PROBLEM STATEMENT → Please repeat the data in full, character for character.

Collected data entries →
----------

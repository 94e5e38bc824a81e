//! Literal arguments passed to query functions and math nodes

use std::fmt;

use crate::error::{Error, Result};
use crate::time::{MS_PER_DAY, MS_PER_HOUR, MS_PER_MINUTE, MS_PER_SECOND, MS_PER_WEEK};

/// Numeric literal, integer or decimal as written
#[derive(Debug, Clone, Copy, PartialEq)]
pub enum Number {
    /// Written without a decimal point
    Integer(i64),
    /// Written with a decimal point
    Float(f64),
}

impl Number {
    /// Value as a float
    #[allow(clippy::cast_precision_loss)]
    pub fn as_f64(self) -> f64 {
        match self {
            Self::Integer(i) => i as f64,
            Self::Float(f) => f,
        }
    }

    /// Value as an integer, truncating decimals
    #[allow(clippy::cast_possible_truncation)]
    pub fn as_i64(self) -> i64 {
        match self {
            Self::Integer(i) => i,
            Self::Float(f) => f as i64,
        }
    }
}

impl fmt::Display for Number {
    fn fmt(&self, f: &mut fmt::Formatter<'_>) -> fmt::Result {
        match self {
            Self::Integer(i) => write!(f, "{i}"),
            Self::Float(v) => write!(f, "{v}"),
        }
    }
}

/// Unit of a relative time literal
#[derive(Debug, Clone, Copy, PartialEq, Eq, Hash)]
pub enum TimeUnit {
    /// `s`
    Seconds,
    /// `m`
    Minutes,
    /// `h`
    Hours,
    /// `d`
    Days,
    /// `w`, seven days
    Weeks,
}

impl TimeUnit {
    /// Parse a unit suffix
    pub fn from_suffix(suffix: &str) -> Result<Self> {
        match suffix {
            "s" => Ok(Self::Seconds),
            "m" => Ok(Self::Minutes),
            "h" => Ok(Self::Hours),
            "d" => Ok(Self::Days),
            "w" => Ok(Self::Weeks),
            other => Err(Error::parse(format!("Unknown time unit: {other}"))),
        }
    }

    /// Suffix as written in queries
    pub fn suffix(self) -> &'static str {
        match self {
            Self::Seconds => "s",
            Self::Minutes => "m",
            Self::Hours => "h",
            Self::Days => "d",
            Self::Weeks => "w",
        }
    }

    /// Length of one unit in milliseconds
    pub fn millis(self) -> i64 {
        match self {
            Self::Seconds => MS_PER_SECOND,
            Self::Minutes => MS_PER_MINUTE,
            Self::Hours => MS_PER_HOUR,
            Self::Days => MS_PER_DAY,
            Self::Weeks => MS_PER_WEEK,
        }
    }
}

/// Signed duration such as `-30m` or `1d`
#[derive(Debug, Clone, Copy, PartialEq, Eq, Hash)]
pub struct RelativeTime {
    amount: i64,
    unit: TimeUnit,
}

impl RelativeTime {
    /// Create a duration; zero is rejected
    pub fn new(amount: i64, unit: TimeUnit) -> Result<Self> {
        if amount == 0 {
            return Err(Error::parse("Duration cannot be zero"));
        }
        Ok(Self { amount, unit })
    }

    /// Signed amount of units
    pub fn amount(self) -> i64 {
        self.amount
    }

    /// Unit
    pub fn unit(self) -> TimeUnit {
        self.unit
    }

    /// Signed length in milliseconds
    pub fn millis(self) -> i64 {
        self.amount * self.unit.millis()
    }

    /// Whether the duration points into the past
    pub fn is_negative(self) -> bool {
        self.amount < 0
    }
}

impl fmt::Display for RelativeTime {
    fn fmt(&self, f: &mut fmt::Formatter<'_>) -> fmt::Result {
        write!(f, "{}{}", self.amount, self.unit.suffix())
    }
}

/// A literal argument
#[derive(Debug, Clone, PartialEq)]
pub enum Argument {
    /// Quoted string
    String(String),
    /// Number
    Number(Number),
    /// `true` / `false`
    Boolean(bool),
    /// `N%`, stored as a decimal fraction
    Percent(f64),
    /// Relative time
    RelativeTime(RelativeTime),
}

impl Argument {
    /// Short name of the argument's kind for error messages
    pub fn kind(&self) -> &'static str {
        match self {
            Self::String(_) => "string",
            Self::Number(_) => "number",
            Self::Boolean(_) => "boolean",
            Self::Percent(_) => "percent",
            Self::RelativeTime(_) => "relative time",
        }
    }
}

impl fmt::Display for Argument {
    fn fmt(&self, f: &mut fmt::Formatter<'_>) -> fmt::Result {
        match self {
            Self::String(s) => write!(f, "\"{s}\""),
            Self::Number(n) => write!(f, "{n}"),
            Self::Boolean(b) => write!(f, "{b}"),
            Self::Percent(p) => write!(f, "{}%", p * 100.0),
            Self::RelativeTime(t) => write!(f, "{t}"),
        }
    }
}

#[cfg(test)]
mod tests {
    use super::*;

    #[test]
    fn test_relative_time() {
        let week = RelativeTime::new(-1, TimeUnit::from_suffix("w").unwrap()).unwrap();
        assert_eq!(week.millis(), -7 * MS_PER_DAY);
        assert!(week.is_negative());
        assert_eq!(week.to_string(), "-1w");
    }

    #[test]
    fn test_zero_duration_rejected() {
        let err = RelativeTime::new(0, TimeUnit::Minutes).unwrap_err();
        assert_eq!(err.to_string(), "Duration cannot be zero");
    }

    #[test]
    fn test_unknown_unit() {
        assert!(TimeUnit::from_suffix("y").is_err());
    }

    #[test]
    fn test_number_conversions() {
        assert_eq!(Number::Float(2.9).as_i64(), 2);
        assert!((Number::Integer(3).as_f64() - 3.0).abs() < f64::EPSILON);
    }
}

----------

RESPONSE TO THE TASK →
repository 94e5e38bc824a81e
//! Literal arguments passed to query functions and math nodes

use std::fmt;

use crate::error::{Error, Result};
use crate::time::{MS_PER_DAY, MS_PER_HOUR, MS_PER_MINUTE, MS_PER_SECOND, MS_PER_WEEK};

/// Numeric literal, integer or decimal as written
#[derive(Debug, Clone, Copy, PartialEq)]
pub enum Number {
    /// Written without a decimal point
    Integer(i64),
    /// Written with a decimal point
    Float(f64),
}

impl Number {
    /// Value as a float
    #[allow(clippy::cast_precision_loss)]
    pub fn as_f64(self) -> f64 {
        match self {
            Self::Integer(i) => i as f64,
            Self::Float(f) => f,
        }
    }

    /// Value as an integer, truncating decimals
    #[allow(clippy::cast_possible_truncation)]
    pub fn as_i64(self) -> i64 {
        match self {
            Self::Integer(i) => i,
            Self::Float(f) => f as i64,
        }
    }
}

impl fmt::Display for Number {
    fn fmt(&self, f: &mut fmt::Formatter<'_>) -> fmt::Result {
        match self {
            Self::Integer(i) => write!(f, "{i}"),
            Self::Float(v) => write!(f, "{v}"),
        }
    }
}

/// Unit of a relative time literal
#[derive(Debug, Clone, Copy, PartialEq, Eq, Hash)]
pub enum TimeUnit {
    /// `s`
    Seconds,
    /// `m`
    Minutes,
    /// `h`
    Hours,
    /// `d`
    Days,
    /// `w`, seven days
    Weeks,
}

impl TimeUnit {
    /// Parse a unit suffix
    pub fn from_suffix(suffix: &str) -> Result<Self> {
        match suffix {
            "s" => Ok(Self::Seconds),
            "m" => Ok(Self::Minutes),
            "h" => Ok(Self::Hours),
            "d" => Ok(Self::Days),
            "w" => Ok(Self::Weeks),
            other => Err(Error::parse(format!("Unknown time unit: {other}"))),
        }
    }

    /// Suffix as written in queries
    pub fn suffix(self) -> &'static str {
        match self {
            Self::Seconds => "s",
            Self::Minutes => "m",
            Self::Hours => "h",
            Self::Days => "d",
            Self::Weeks => "w",
        }
    }

    /// Length of one unit in milliseconds
    pub fn millis(self) -> i64 {
        match self {
            Self::Seconds => MS_PER_SECOND,
            Self::Minutes => MS_PER_MINUTE,
            Self::Hours => MS_PER_HOUR,
            Self::Days => MS_PER_DAY,
            Self::Weeks => MS_PER_WEEK,
        }
    }
}

/// Signed duration such as `-30m` or `1d`
#[derive(Debug, Clone, Copy, PartialEq, Eq, Hash)]
pub struct RelativeTime {
    amount: i64,
    unit: TimeUnit,
}

impl RelativeTime {
    /// Create a duration; zero is rejected
    pub fn new(amount: i64, unit: TimeUnit) -> Result<Self> {
        if amount == 0 {
            return Err(Error::parse("Duration cannot be zero"));
        }
        Ok(Self { amount, unit })
    }

    /// Signed amount of units
    pub fn amount(self) -> i64 {
        self.amount
    }

    /// Unit
    pub fn unit(self) -> TimeUnit {
        self.unit
    }

    /// Signed length in milliseconds
    pub fn millis(self) -> i64 {
        self.amount * self.unit.millis()
    }

    /// Whether the duration points into the past
    pub fn is_negative(self) -> bool {
        self.amount < 0
    }
}

impl fmt::Display for RelativeTime {
    fn fmt(&self, f: &mut fmt::Formatter<'_>) -> fmt::Result {
        write!(f, "{}{}", self.amount, self.unit.suffix())
    }
}

/// A literal argument
#[derive(Debug, Clone, PartialEq)]
pub enum Argument {
    /// Quoted string
    String(String),
    /// Number
    Number(Number),
    /// `true` / `false`
    Boolean(bool),
    /// `N%`, stored as a decimal fraction
    Percent(f64),
    /// Relative time
    RelativeTime(RelativeTime),
}

impl Argument {
    /// Short name of the argument's kind for error messages
    pub fn kind(&self) -> &'static str {
        match self {
            Self::String(_) => "string",
            Self::Number(_) => "number",
            Self::Boolean(_) => "boolean",
            Self::Percent(_) => "percent",
            Self::RelativeTime(_) => "relative time",
        }
    }
}

impl fmt::Display for Argument {
    fn fmt(&self, f: &mut fmt::Formatter<'_>) -> fmt::Result {
        match self {
            Self::String(s) => write!(f, "\"{s}\""),
            Self::Number(n) => write!(f, "{n}"),
            Self::Boolean(b) => write!(f, "{b}"),
            Self::Percent(p) => write!(f, "{}%", p * 100.0),
            Self::RelativeTime(t) => write!(f, "{t}"),
        }
    }
}

#[cfg(test)]
mod tests {
    use super::*;

    #[test]
    fn test_relative_time() {
        let week = RelativeTime::new(-1, TimeUnit::from_suffix("w").unwrap()).unwrap();
        assert_eq!(week.millis(), -7 * MS_PER_DAY);
        assert!(week.is_negative());
        assert_eq!(week.to_string(), "-1w");
    }

    #[test]
    fn test_zero_duration_rejected() {
        let err = RelativeTime::new(0, TimeUnit::Minutes).unwrap_err();
        assert_eq!(err.to_string(), "Duration cannot be zero");
    }

    #[test]
    fn test_unknown_unit() {
        assert!(TimeUnit::from_suffix("y").is_err());
    }

    #[test]
    fn test_number_conversions() {
        assert_eq!(Number::Float(2.9).as_i64(), 2);
        assert!((Number::Integer(3).as_f64() - 3.0).abs() < f64::EPSILON);
    }
}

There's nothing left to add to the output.